There has been something of a blurring in what constitutes OMS and execution management systems (EMS). Normally, there is a ‘suite’ connotation when trade order management systems are referred to, which encompasses portfolio modelling, a trade blotter and compliance. Recently, the term execution blotter has been used to suggest that it does “more and does it better”, says Denise Valentine, an analyst at Celent Communications in New York and author of Trading and the Portfolio System Suite: A Survey (2005).
Hybrid role
The term can also be used for something less, as in the case of TradeScreen, which is an execution blotter only. Confusingly, trade blotters can also form part of a suite as an execution blotter, providing fixed connectivity, direct point-to-point or point-to-hub depending on the particular product and the counterparty involved.
Ms Valentine says it should be noted that ITG is a hybrid in being both a technology provider as well as an agency broker.

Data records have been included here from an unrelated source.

//! Locale code conversion between the CMS and the vendor.
//!
//! The CMS uses lower case codes (`en-us`); the vendor upper-cases the
//! region (`en-US`). A configured table overrides the mechanical transform.

use std::collections::HashMap;

use locsync_common::{AppError, AppResult, SmartlingConfig};

/// Converts locale codes in both directions.
#[derive(Debug, Clone, Default)]
pub struct LocaleFormatter {
    to_vendor: HashMap<String, String>,
    to_cms: HashMap<String, String>,
    reformat: bool,
}

impl LocaleFormatter {
    /// Build a formatter from a CMS → vendor table.
    ///
    /// The reverse table is derived from `mapping`; when two CMS codes
    /// share a vendor code the lowest one wins. With `reformat` off,
    /// vendor codes are handed back to the CMS unchanged.
    #[must_use]
    pub fn new(mapping: HashMap<String, String>, reformat: bool) -> Self {
        let mut to_cms: HashMap<String, String> = HashMap::with_capacity(mapping.len());
        for (cms, vendor) in &mapping {
            to_cms
                .entry(vendor.clone())
                .and_modify(|kept| {
                    if cms < kept {
                        kept.clone_from(cms);
                    }
                })
                .or_insert_with(|| cms.clone());
        }
        Self {
            to_vendor: mapping,
            to_cms,
            reformat,
        }
    }

    #[must_use]
    pub fn from_config(config: &SmartlingConfig) -> Self {
        Self::new(
            config.locale_to_smartling_locale.clone(),
            config.reformat_language_codes,
        )
    }

    /// CMS locale code to vendor locale ID.
    pub fn to_vendor(&self, locale_id: &str) -> AppResult<String> {
        if let Some(mapped) = self.to_vendor.get(locale_id) {
            return Ok(mapped.clone());
        }

        match split_locale(locale_id)? {
            (language, None) => Ok(language.to_lowercase()),
            (language, Some(region)) => Ok(format!(
                "{}-{}",
                language.to_lowercase(),
                region.to_uppercase()
            )),
        }
    }

    /// Vendor locale ID to CMS locale code.
    pub fn to_cms(&self, locale_id: &str) -> AppResult<String> {
        let mapped = self
            .to_cms
            .get(locale_id)
            .map_or(locale_id, String::as_str);
        split_locale(mapped)?;

        if self.reformat {
            Ok(mapped.to_lowercase())
        } else {
            Ok(mapped.to_string())
        }
    }
}

fn split_locale(locale_id: &str) -> AppResult<(&str, Option<&str>)> {
    let mut parts = locale_id.split('-');
    let language = parts.next().unwrap_or_default();
    let region = parts.next();

    if language.is_empty() || region.is_some_and(str::is_empty) || parts.next().is_some() {
        return Err(AppError::Validation(format!(
            "Invalid locale ID: {locale_id:?}"
        )));
    }
    Ok((language, region))
}
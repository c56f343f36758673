//! Review reminder for an imported translation.

use sea_orm::entity::prelude::*;
use serde::{Deserialize, Serialize};

/// A review task created when a translation lands in the CMS.
///
/// Open while both `completed_at` and `cancelled_at` are null.
#[derive(Clone, Debug, PartialEq, Eq, DeriveEntityModel, Serialize, Deserialize)]
#[sea_orm(table_name = "landed_translation_task")]
pub struct Model {
    #[sea_orm(primary_key, auto_increment = false)]
    pub id: String,

    pub content_type: String,

    pub object_id: String,

    /// CMS locale code of the landed translation.
    pub relevant_locale: String,

    pub created_at: DateTimeWithTimeZone,

    #[sea_orm(nullable)]
    pub completed_at: Option<DateTimeWithTimeZone>,

    #[sea_orm(nullable)]
    pub cancelled_at: Option<DateTimeWithTimeZone>,
}

impl Model {
    #[must_use]
    pub const fn is_open(&self) -> bool {
        self.completed_at.is_none() && self.cancelled_at.is_none()
    }
}

#[derive(Copy, Clone, Debug, EnumIter, DeriveRelation)]
pub enum Relation {}

impl ActiveModelBehavior for ActiveModel {}
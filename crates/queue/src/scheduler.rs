//! Periodic sync of every job that still needs it.

use std::future::Future;
use std::sync::Arc;
use std::time::Duration;

use futures::StreamExt;
use futures::stream;
use locsync_common::AppResult;
use locsync_db::repositories::JobRepository;
use tokio::time::{MissedTickBehavior, interval};
use tracing::{debug, error, info, warn};

use crate::dispatch::{DispatchError, SyncDispatcher};

/// Outcome of one scheduler tick.
#[derive(Debug, Clone, Copy, Default, PartialEq, Eq)]
pub struct TickReport {
    /// Jobs considered.
    pub total: usize,
    /// Jobs synced or queued.
    pub dispatched: usize,
    /// Jobs whose dispatch failed.
    pub failed: usize,
}

/// Drives [`SyncDispatcher::dispatch`] over all non-final jobs.
#[derive(Clone)]
pub struct SyncScheduler {
    job_repo: JobRepository,
    dispatcher: Arc<dyn SyncDispatcher>,
    concurrency: usize,
}

impl SyncScheduler {
    /// Create a scheduler running at most `concurrency` dispatches at once.
    #[must_use]
    pub fn new(
        job_repo: JobRepository,
        dispatcher: Arc<dyn SyncDispatcher>,
        concurrency: usize,
    ) -> Self {
        Self {
            job_repo,
            dispatcher,
            concurrency: concurrency.max(1),
        }
    }

    /// Dispatch every syncable job once.
    ///
    /// A failing job is logged and counted; it does not stop the others.
    pub async fn tick(&self) -> AppResult<TickReport> {
        let ids = self.job_repo.find_syncable_ids().await?;
        let mut report = TickReport {
            total: ids.len(),
            ..TickReport::default()
        };

        let results: Vec<(String, Result<(), DispatchError>)> = stream::iter(ids)
            .map(|id| {
                let dispatcher = self.dispatcher.clone();
                async move {
                    let result = dispatcher.dispatch(&id).await;
                    (id, result)
                }
            })
            .buffer_unordered(self.concurrency)
            .collect()
            .await;

        for (job_id, result) in results {
            match result {
                Ok(()) => report.dispatched += 1,
                Err(e) => {
                    report.failed += 1;
                    error!(job_id = %job_id, error = %e, "Failed to sync job");
                }
            }
        }

        Ok(report)
    }

    /// Tick every `period` until `shutdown` resolves.
    ///
    /// A tick in progress runs to completion before shutdown is observed.
    pub async fn run<F>(&self, period: Duration, shutdown: F)
    where
        F: Future<Output = ()> + Send,
    {
        let mut ticker = interval(period);
        ticker.set_missed_tick_behavior(MissedTickBehavior::Delay);
        tokio::pin!(shutdown);

        info!(period_secs = period.as_secs(), "Sync scheduler started");
        loop {
            tokio::select! {
                () = &mut shutdown => break,
                _ = ticker.tick() => match self.tick().await {
                    Ok(report) if report.failed > 0 => warn!(
                        total = report.total,
                        dispatched = report.dispatched,
                        failed = report.failed,
                        "Sync tick finished with failures"
                    ),
                    Ok(report) => debug!(total = report.total, "Sync tick finished"),
                    Err(e) => error!(error = %e, "Failed to list syncable jobs"),
                },
            }
        }
        info!("Sync scheduler stopped");
    }
}
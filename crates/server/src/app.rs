//! Service wiring shared by the CLI commands.

use std::sync::Arc;

use async_trait::async_trait;
use locsync_common::{AppResult, Config};
use locsync_core::{
    Catalog, FanOutEventHandler, LandedTaskRecorder, LandedTaskService, LocaleFormatter,
    ProjectCache, SubmissionService, SyncEventHandler, SyncEventHandlerService, SyncService,
    Vendor,
};
use locsync_db::entities::{job, job_translation};
use locsync_db::repositories::{JobRepository, LandedTaskRepository, ProjectRepository};
use locsync_smartling::SmartlingClient;
use sea_orm::DatabaseConnection;
use tracing::info;

use crate::catalog::FileCatalog;

/// Logs each successful import batch for the job's owner.
struct ImportNotifier;

#[async_trait]
impl SyncEventHandler for ImportNotifier {
    async fn translation_imported(
        &self,
        _job: &job::Model,
        _translation: &job_translation::Model,
    ) -> AppResult<()> {
        Ok(())
    }

    async fn import_successful(
        &self,
        job: &job::Model,
        translations: &[job_translation::Model],
    ) -> AppResult<()> {
        let locales: Vec<&str> = translations.iter().map(|t| t.locale.as_str()).collect();
        info!(
            job_id = %job.id,
            name = %job.name,
            user_id = job.user_id.as_deref().unwrap_or("-"),
            locales = ?locales,
            "Translations imported"
        );
        Ok(())
    }
}

/// Connected services.
pub struct App {
    pub config: Config,
    pub db: Arc<DatabaseConnection>,
    pub project_cache: Arc<ProjectCache>,
    pub submission: SubmissionService,
    pub sync: SyncService,
}

impl App {
    /// Connect to the database and build every service from `config`.
    pub async fn connect(config: Config) -> anyhow::Result<Self> {
        let db = Arc::new(locsync_db::init(&config).await?);
        info!("Connected to database");

        let vendor: Vendor = Arc::new(SmartlingClient::new(&config.smartling)?);
        let catalog: Catalog = Arc::new(FileCatalog::new(&config.catalog.root));
        let job_repo = JobRepository::new(db.clone());

        let project_cache = Arc::new(ProjectCache::new(
            ProjectRepository::new(db.clone()),
            vendor.clone(),
            config.smartling.environment.as_str(),
        ));

        let recorder = LandedTaskRecorder::new(
            LandedTaskService::new(LandedTaskRepository::new(db.clone())),
            config.smartling.add_approval_tasks,
        );
        let events: SyncEventHandlerService = Arc::new(
            FanOutEventHandler::default()
                .with(Arc::new(recorder))
                .with(Arc::new(ImportNotifier)),
        );

        let submission = SubmissionService::new(
            job_repo.clone(),
            project_cache.clone(),
            vendor.clone(),
            catalog.clone(),
        )
        .with_name_prefix(config.smartling.job_name_prefix.clone());

        let sync = SyncService::new(
            job_repo,
            vendor,
            catalog,
            LocaleFormatter::from_config(&config.smartling),
            events,
        );

        Ok(Self {
            config,
            db,
            project_cache,
            submission,
            sync,
        })
    }

    pub fn job_repo(&self) -> JobRepository {
        JobRepository::new(self.db.clone())
    }
}
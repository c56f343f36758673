//! locsync entry point.

mod app;
mod catalog;

use std::path::PathBuf;
use std::sync::Arc;

use anyhow::Context;
use apalis::prelude::*;
use chrono::{DateTime, Utc};
use clap::{Parser, Subcommand};
use locsync_common::Config;
use locsync_core::{SubmitJobInput, TranslationTargetInput};
use locsync_queue::{
    InlineDispatcher, RedisDispatcher, SyncDispatcher, SyncJobTask, SyncScheduler,
    SyncWorkerContext, sync_worker,
};
use tokio::signal;
use tokio::sync::watch;
use tokio::task::JoinHandle;
use tracing::{info, warn};
use tracing_subscriber::{EnvFilter, layer::SubscriberExt, util::SubscriberInitExt};

use crate::app::App;

#[derive(Debug, Parser)]
#[command(name = "locsync", version, about = "Sync CMS content with Smartling translation jobs")]
struct Cli {
    /// Configuration file. Without it, `config/` and `LOCSYNC_*` variables are used.
    #[arg(short, long, global = true)]
    config: Option<PathBuf>,

    #[command(subcommand)]
    command: Command,
}

#[derive(Debug, Subcommand)]
enum Command {
    /// Migrate, then sync jobs on a schedule until interrupted.
    Run,
    /// Sync every pending job once, or only the given one.
    Sync {
        #[arg(long)]
        job: Option<String>,
    },
    /// Submit a source for translation.
    Submit {
        #[arg(long)]
        content_type: String,
        #[arg(long)]
        object_id: String,
        /// Target as `TRANSLATION_ID:LOCALE`; repeatable.
        #[arg(long = "translation", value_parser = parse_target, required = true)]
        translations: Vec<TranslationTargetInput>,
        #[arg(long)]
        user: Option<String>,
        #[arg(long)]
        name: Option<String>,
        #[arg(long)]
        description: Option<String>,
        #[arg(long)]
        reference_number: Option<String>,
        /// RFC 3339 timestamp in the future.
        #[arg(long)]
        due_date: Option<DateTime<Utc>>,
    },
    /// Fill in content hashes for jobs stored without one.
    PopulateHashes {
        #[arg(long, default_value_t = 100)]
        batch_size: u64,
    },
    /// Fetch the vendor project and store it.
    RefreshProject,
    /// Apply database migrations.
    Migrate,
}

fn parse_target(value: &str) -> Result<TranslationTargetInput, String> {
    match value.split_once(':') {
        Some((id, locale)) if !id.is_empty() && !locale.is_empty() => Ok(TranslationTargetInput {
            translation_id: id.to_string(),
            locale: locale.to_string(),
        }),
        _ => Err(format!("expected TRANSLATION_ID:LOCALE, got {value:?}")),
    }
}

/// Waits for a shutdown signal (SIGINT or SIGTERM).
async fn shutdown_signal() {
    let ctrl_c = async {
        if let Err(e) = signal::ctrl_c().await {
            warn!(error = %e, "Failed to listen for Ctrl+C");
            std::future::pending::<()>().await;
        }
    };

    #[cfg(unix)]
    let terminate = async {
        match signal::unix::signal(signal::unix::SignalKind::terminate()) {
            Ok(mut sigterm) => {
                sigterm.recv().await;
            }
            Err(e) => {
                warn!(error = %e, "Failed to listen for SIGTERM");
                std::future::pending::<()>().await;
            }
        }
    };

    #[cfg(not(unix))]
    let terminate = std::future::pending::<()>();

    tokio::select! {
        () = ctrl_c => {
            info!("Received SIGINT, initiating graceful shutdown...");
        },
        () = terminate => {
            info!("Received SIGTERM, initiating graceful shutdown...");
        },
    }
}

/// Resolves once `true` is sent on the channel, or the sender is gone.
async fn stopped(mut rx: watch::Receiver<bool>) {
    let _ = rx.wait_for(|stop| *stop).await;
}

fn init_tracing(json: bool) {
    let filter = EnvFilter::try_from_default_env().unwrap_or_else(|_| "locsync=debug".into());
    let registry = tracing_subscriber::registry().with(filter);
    if json {
        registry.with(tracing_subscriber::fmt::layer().json()).init();
    } else {
        registry.with(tracing_subscriber::fmt::layer()).init();
    }
}

#[tokio::main]
async fn main() -> anyhow::Result<()> {
    let cli = Cli::parse();

    let config = match &cli.config {
        Some(path) => Config::from_file(path),
        None => Config::load(),
    }
    .context("Failed to load configuration")?;
    init_tracing(config.logging.json);

    let app = App::connect(config).await?;

    match cli.command {
        Command::Run => run(app).await,
        Command::Sync { job: Some(job_id) } => {
            let report = app.sync.sync_job(&job_id).await?;
            info!(
                job_id = %job_id,
                from = ?report.previous_status,
                to = ?report.job.status,
                imported = report.imported.len(),
                "Job synced"
            );
            Ok(())
        }
        Command::Sync { job: None } => {
            let scheduler = SyncScheduler::new(
                app.job_repo(),
                Arc::new(InlineDispatcher::new(app.sync.clone())),
                app.config.scheduler.concurrency,
            );
            let report = scheduler.tick().await?;
            info!(
                total = report.total,
                dispatched = report.dispatched,
                failed = report.failed,
                "Sync finished"
            );
            if report.failed > 0 {
                anyhow::bail!("{} of {} jobs failed to sync", report.failed, report.total);
            }
            Ok(())
        }
        Command::Submit {
            content_type,
            object_id,
            translations,
            user,
            name,
            description,
            reference_number,
            due_date,
        } => {
            let submission = app
                .submission
                .get_or_create_job(SubmitJobInput {
                    content_type,
                    object_id,
                    translations,
                    user_id: user,
                    name,
                    description,
                    reference_number,
                    due_date,
                })
                .await?;
            let job = submission.job();
            info!(
                job_id = %job.id,
                name = %job.name,
                created = submission.is_created(),
                "Submission stored"
            );
            Ok(())
        }
        Command::PopulateHashes { batch_size } => {
            let updated = app.submission.populate_missing_hashes(batch_size).await?;
            info!(updated, "Populated content hashes");
            Ok(())
        }
        Command::RefreshProject => {
            let current = app.project_cache.refresh().await?;
            info!(
                project_uid = %current.project.project_uid,
                name = %current.project.name,
                target_locales = current.target_locales.len(),
                "Project refreshed"
            );
            Ok(())
        }
        Command::Migrate => {
            locsync_db::migrate(&app.db).await?;
            info!("Migrations completed");
            Ok(())
        }
    }
}

async fn run(app: App) -> anyhow::Result<()> {
    info!("Running database migrations...");
    locsync_db::migrate(&app.db).await?;
    info!("Migrations completed");

    let (shutdown_tx, shutdown_rx) = watch::channel(false);

    let (dispatcher, worker): (Arc<dyn SyncDispatcher>, Option<JoinHandle<()>>) =
        match &app.config.queue {
            Some(queue) => {
                info!("Connecting to Redis...");
                let client = redis::Client::open(queue.redis_url.as_str())
                    .context("Invalid Redis URL")?;
                let conn = redis::aio::ConnectionManager::new(client)
                    .await
                    .context("Failed to connect to Redis")?;
                let storage = apalis_redis::RedisStorage::<SyncJobTask>::new(conn);
                info!("Connected to Redis job queue");

                let ctx = SyncWorkerContext::new(app.sync.clone());
                let worker_storage = storage.clone();
                let rx = shutdown_rx.clone();
                let handle = tokio::spawn(async move {
                    let monitor = Monitor::new().register({
                        WorkerBuilder::new("locsync-sync")
                            .data(ctx)
                            .backend(worker_storage)
                            .build_fn(sync_worker)
                    });

                    let signal = async move {
                        stopped(rx).await;
                        Ok(())
                    };
                    if let Err(e) = monitor.run_with_signal(signal).await {
                        tracing::error!(error = %e, "Sync worker failed");
                    }
                });
                info!("Sync worker started");

                (Arc::new(RedisDispatcher::new(storage)), Some(handle))
            }
            None => (Arc::new(InlineDispatcher::new(app.sync.clone())), None),
        };

    let scheduler = SyncScheduler::new(
        app.job_repo(),
        dispatcher,
        app.config.scheduler.concurrency,
    );
    let period = app.config.scheduler.sync_interval();
    let scheduler_task = tokio::spawn({
        let rx = shutdown_rx.clone();
        async move { scheduler.run(period, stopped(rx)).await }
    });

    shutdown_signal().await;
    let _ = shutdown_tx.send(true);

    scheduler_task.await?;
    if let Some(worker) = worker {
        worker.await?;
    }
    info!("Shutdown complete");
    Ok(())
}

#[cfg(test)]
#[allow(clippy::unwrap_used)]
mod tests {
    use super::*;

    #[test]
    fn test_parse_target() {
        let target = parse_target("t1:fr").unwrap();
        assert_eq!(target.translation_id, "t1");
        assert_eq!(target.locale, "fr");

        assert!(parse_target("t1").is_err());
        assert!(parse_target(":fr").is_err());
        assert!(parse_target("t1:").is_err());
    }

    #[test]
    fn test_cli_parses_submit() {
        let cli = Cli::try_parse_from([
            "locsync",
            "submit",
            "--content-type",
            "page",
            "--object-id",
            "42",
            "--translation",
            "t1:fr",
            "--translation",
            "t2:de",
            "--due-date",
            "2030-01-01T00:00:00Z",
        ])
        .unwrap();

        match cli.command {
            Command::Submit {
                translations,
                due_date,
                ..
            } => {
                assert_eq!(translations.len(), 2);
                assert_eq!(translations[1].locale, "de");
                assert!(due_date.is_some());
            }
            other => panic!("unexpected command {other:?}"),
        }
    }

    #[test]
    fn test_cli_requires_translation() {
        let result = Cli::try_parse_from([
            "locsync",
            "submit",
            "--content-type",
            "page",
            "--object-id",
            "42",
        ]);
        assert!(result.is_err());
    }

    #[test]
    fn test_cli_sync_single_job() {
        let cli = Cli::try_parse_from(["locsync", "--config", "local.toml", "sync", "--job", "j1"])
            .unwrap();
        assert_eq!(cli.config, Some(PathBuf::from("local.toml")));
        assert!(matches!(cli.command, Command::Sync { job: Some(ref id) } if id == "j1"));
    }

    #[tokio::test]
    async fn test_stopped_resolves_on_send() {
        let (tx, rx) = watch::channel(false);
        let waiter = tokio::spawn(stopped(rx));
        tx.send(true).unwrap();
        waiter.await.unwrap();
    }
}
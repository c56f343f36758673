//! Minimal gettext PO support.
//!
//! Enough to upload a source export and read back the vendor's translated
//! file: contexts, ids, singular strings, comments, and multi-line
//! continuation. Plural forms keep only `msgstr[0]`.

use std::fmt::Write as _;

use locsync_common::{AppError, AppResult};
use serde::{Deserialize, Serialize};

/// One translatable message.
#[derive(Debug, Clone, PartialEq, Eq, Default, Serialize, Deserialize)]
pub struct PoEntry {
    pub msgctxt: Option<String>,
    pub msgid: String,
    pub msgstr: String,
}

impl PoEntry {
    /// An untranslated entry.
    #[must_use]
    pub fn source(msgctxt: Option<&str>, msgid: &str) -> Self {
        Self {
            msgctxt: msgctxt.map(str::to_string),
            msgid: msgid.to_string(),
            msgstr: String::new(),
        }
    }
}

const HEADER: &str = "MIME-Version: 1.0\nContent-Type: text/plain; charset=UTF-8\nContent-Transfer-Encoding: 8bit\n";

/// Render entries as a UTF-8 PO file with a standard header.
#[must_use]
pub fn render(entries: &[PoEntry]) -> String {
    let mut out = String::new();
    write_field(&mut out, "msgid", "");
    write_field(&mut out, "msgstr", HEADER);

    for entry in entries {
        out.push('\n');
        if let Some(ctxt) = &entry.msgctxt {
            write_field(&mut out, "msgctxt", ctxt);
        }
        write_field(&mut out, "msgid", &entry.msgid);
        write_field(&mut out, "msgstr", &entry.msgstr);
    }
    out
}

fn write_field(out: &mut String, keyword: &str, value: &str) {
    let multiline = value.trim_end_matches('\n').contains('\n')
        || (value.ends_with('\n') && value.len() > 1);
    if multiline {
        let _ = writeln!(out, "{keyword} \"\"");
        for line in value.split_inclusive('\n') {
            let _ = writeln!(out, "\"{}\"", escape(line));
        }
    } else {
        let _ = writeln!(out, "{keyword} \"{}\"", escape(value));
    }
}

fn escape(value: &str) -> String {
    let mut escaped = String::with_capacity(value.len());
    for c in value.chars() {
        match c {
            '\\' => escaped.push_str("\\\\"),
            '"' => escaped.push_str("\\\""),
            '\n' => escaped.push_str("\\n"),
            '\t' => escaped.push_str("\\t"),
            '\r' => escaped.push_str("\\r"),
            c => escaped.push(c),
        }
    }
    escaped
}

#[derive(Clone, Copy)]
enum Field {
    Context,
    Id,
    Str,
    Skipped,
}

#[derive(Default)]
struct Pending {
    msgctxt: Option<String>,
    msgid: Option<String>,
    msgstr: Option<String>,
}

impl Pending {
    fn has_message(&self) -> bool {
        self.msgid.is_some() && self.msgstr.is_some()
    }

    fn field(&mut self, field: Field) -> Option<&mut String> {
        match field {
            Field::Context => self.msgctxt.as_mut(),
            Field::Id => self.msgid.as_mut(),
            Field::Str => self.msgstr.as_mut(),
            Field::Skipped => None,
        }
    }
}

/// Parse a PO file. The header entry (empty `msgid`) is dropped.
pub fn parse(input: &str) -> AppResult<Vec<PoEntry>> {
    let mut entries = Vec::new();
    let mut pending = Pending::default();
    let mut field = Field::Skipped;

    let mut flush = |pending: &mut Pending| {
        let done = std::mem::take(pending);
        if let (Some(msgid), Some(msgstr)) = (done.msgid, done.msgstr)
            && !msgid.is_empty()
        {
            entries.push(PoEntry {
                msgctxt: done.msgctxt,
                msgid,
                msgstr,
            });
        }
    };

    for (index, raw) in input.lines().enumerate() {
        let line_no = index + 1;
        let line = raw.trim();

        if line.is_empty() {
            flush(&mut pending);
            field = Field::Skipped;
            continue;
        }
        if line.starts_with('#') {
            continue;
        }

        let (keyword, rest) = match line.split_once(char::is_whitespace) {
            Some((keyword, rest)) if !line.starts_with('"') => (keyword, rest.trim_start()),
            _ => ("", line),
        };

        match keyword {
            "msgctxt" => {
                if pending.has_message() {
                    flush(&mut pending);
                }
                pending.msgctxt = Some(unquote(rest, line_no)?);
                field = Field::Context;
            }
            "msgid" => {
                if pending.has_message() {
                    flush(&mut pending);
                }
                pending.msgid = Some(unquote(rest, line_no)?);
                field = Field::Id;
            }
            "msgstr" | "msgstr[0]" => {
                pending.msgstr = Some(unquote(rest, line_no)?);
                field = Field::Str;
            }
            "msgid_plural" => {
                unquote(rest, line_no)?;
                field = Field::Skipped;
            }
            k if k.starts_with("msgstr[") => {
                unquote(rest, line_no)?;
                field = Field::Skipped;
            }
            "" => {
                let text = unquote(rest, line_no)?;
                let in_message = pending.msgid.is_some();
                match pending.field(field) {
                    Some(target) => target.push_str(&text),
                    None if matches!(field, Field::Skipped) && in_message => {}
                    None => {
                        return Err(invalid(line_no, "continuation line without a keyword"));
                    }
                }
            }
            other => return Err(invalid(line_no, &format!("unknown keyword {other:?}"))),
        }
    }
    flush(&mut pending);

    Ok(entries)
}

fn unquote(value: &str, line_no: usize) -> AppResult<String> {
    let inner = value
        .strip_prefix('"')
        .and_then(|v| v.strip_suffix('"'))
        .filter(|_| value.len() >= 2)
        .ok_or_else(|| invalid(line_no, "expected a quoted string"))?;

    let mut out = String::with_capacity(inner.len());
    let mut chars = inner.chars();
    while let Some(c) = chars.next() {
        if c != '\\' {
            out.push(c);
            continue;
        }
        match chars.next() {
            Some('n') => out.push('\n'),
            Some('t') => out.push('\t'),
            Some('r') => out.push('\r'),
            Some('"') => out.push('"'),
            Some('\\') => out.push('\\'),
            Some(other) => {
                return Err(invalid(line_no, &format!("unknown escape \\{other}")));
            }
            None => return Err(invalid(line_no, "dangling backslash")),
        }
    }
    Ok(out)
}

fn invalid(line_no: usize, message: &str) -> AppError {
    AppError::Validation(format!("Invalid PO file at line {line_no}: {message}"))
}

#[cfg(test)]
#[allow(clippy::unwrap_used)]
mod tests {
    use super::*;

    #[test]
    fn test_render() {
        let rendered = render(&[
            PoEntry::source(Some("title"), "Hello \"world\""),
            PoEntry::source(None, "Line one\nLine two"),
        ]);

        assert!(rendered.starts_with("msgid \"\"\nmsgstr \"\"\n\"MIME-Version: 1.0\\n\"\n"));
        assert!(rendered.contains("msgctxt \"title\"\nmsgid \"Hello \\\"world\\\"\"\nmsgstr \"\"\n"));
        assert!(rendered.contains("msgid \"\"\n\"Line one\\n\"\n\"Line two\"\n"));
    }

    #[test]
    fn test_parse_translated_file() {
        let input = r#"# Translated by the vendor
msgid ""
msgstr ""
"Language: fr-FR\n"
"Content-Type: text/plain; charset=UTF-8\n"

#: body
msgctxt "title"
msgid "Hello"
msgstr "Bonjour"

msgid ""
"Two\n"
"lines"
msgstr ""
"Deux\n"
"lignes"
msgid "Tab\tand \\ slash"
msgstr "Tab\tet \\ barre"
"#;
        let entries = parse(input).unwrap();

        assert_eq!(entries.len(), 3);
        assert_eq!(entries[0].msgctxt.as_deref(), Some("title"));
        assert_eq!(entries[0].msgid, "Hello");
        assert_eq!(entries[0].msgstr, "Bonjour");
        assert_eq!(entries[1].msgctxt, None);
        assert_eq!(entries[1].msgid, "Two\nlines");
        assert_eq!(entries[1].msgstr, "Deux\nlignes");
        assert_eq!(entries[2].msgid, "Tab\tand \\ slash");
        assert_eq!(entries[2].msgstr, "Tab\tet \\ barre");
    }

    #[test]
    fn test_parse_plural_keeps_first_form() {
        let input = "msgid \"apple\"\nmsgid_plural \"apples\"\nmsgstr[0] \"pomme\"\nmsgstr[1] \"pommes\"\n";
        let entries = parse(input).unwrap();

        assert_eq!(entries.len(), 1);
        assert_eq!(entries[0].msgstr, "pomme");
    }

    #[test]
    fn test_parse_rendered_export() {
        let source = vec![
            PoEntry::source(Some("a"), "First"),
            PoEntry::source(None, "Second\nparagraph\n"),
        ];
        assert_eq!(parse(&render(&source)).unwrap(), source);
    }

    #[test]
    fn test_parse_errors() {
        assert!(matches!(parse("msgid Hello\n"), Err(AppError::Validation(_))));
        assert!(matches!(parse("msgid \"bad \\q\"\n"), Err(AppError::Validation(_))));
        assert!(matches!(parse("\"orphan\"\n"), Err(AppError::Validation(_))));
        assert!(matches!(parse("msgfoo \"x\"\n"), Err(AppError::Validation(_))));
    }
}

“It’s not a case of night and day. So, ITG was really coming at this from a different perspective. Although innovative through Posit, with changes taking place in that market place, it was all the more reason why they asked themselves what they should be doing differently, in order to diversify their product line.
“When ITG purchased MacGregor, it entered a different realm of technology, as MacGregor is a full suite while Triton is an execution blotter, which has a meaning in life, in that its purpose is to serve the trader,” adds Ms Valentine.
A full portfolio-trading suite is a different animal since it addresses not only the trader but the portfolio manager, the compliance officer and the corporate office. There are additional functions that are meaningful across an asset manager’s functional areas, notes Ms Valentine. The compliance component, for example, can be sold as a stand-alone product.
Celent’s study, which canvassed opinion from 23 financial institutions including retail and institutional asset managers and hedge funds, highlighted that with a greater choice of options today for some form of electronic access to the securities market, costs were no longer seen as overly burdensome. That said, with the high end of the market saturated, vendors are likely to shift their attention downstream to mid-tier asset managers.
The push for integrated trading and portfolio management suites “will be critical enablers of broader access going forward”, with Celent expecting the integrated model having the most appeal to managers with $10bn-$49.9bn in assets under management.
Respondents signaled a general enthusiasm about integrated suites and were open to reviewing new product offerings. Among the large financial institutions with multiple trading solutions, an interest in consolidating vendors was expressed. Following the MacGregor acquisition, TimesSquare Capital Management, a manager of $5.7bn in assets, announced this August it was replacing its trade OMS system with MacGregor’s ‘XIP’ Order Management Network via a third-party vendor. Previously portfolio management, trading and compliance components were provided by the Charles River Investment Management System.
The survey revealed that in five cases firms used more than one OMS - typically MacGregor and Charles River - with a solution’s inability to deal with different asset classes (particularly equity versus fixed-income securities) cited as a key reason for duplication. While running dual systems may be “a thing of the past”, it may still take a further year or so for this tendency to fade.
Alisdair Haynes, CEO of ITG Europe, says: “End users are very likely to benefit because if you can start to integrate systems and technologies, then it has to be more powerful. Whether this translates into a change in price is an altogether different matter. But in linking the trade creation cycle with trade completion cycle through closer OMS/EMS integration a very comprehensive tool kit results.”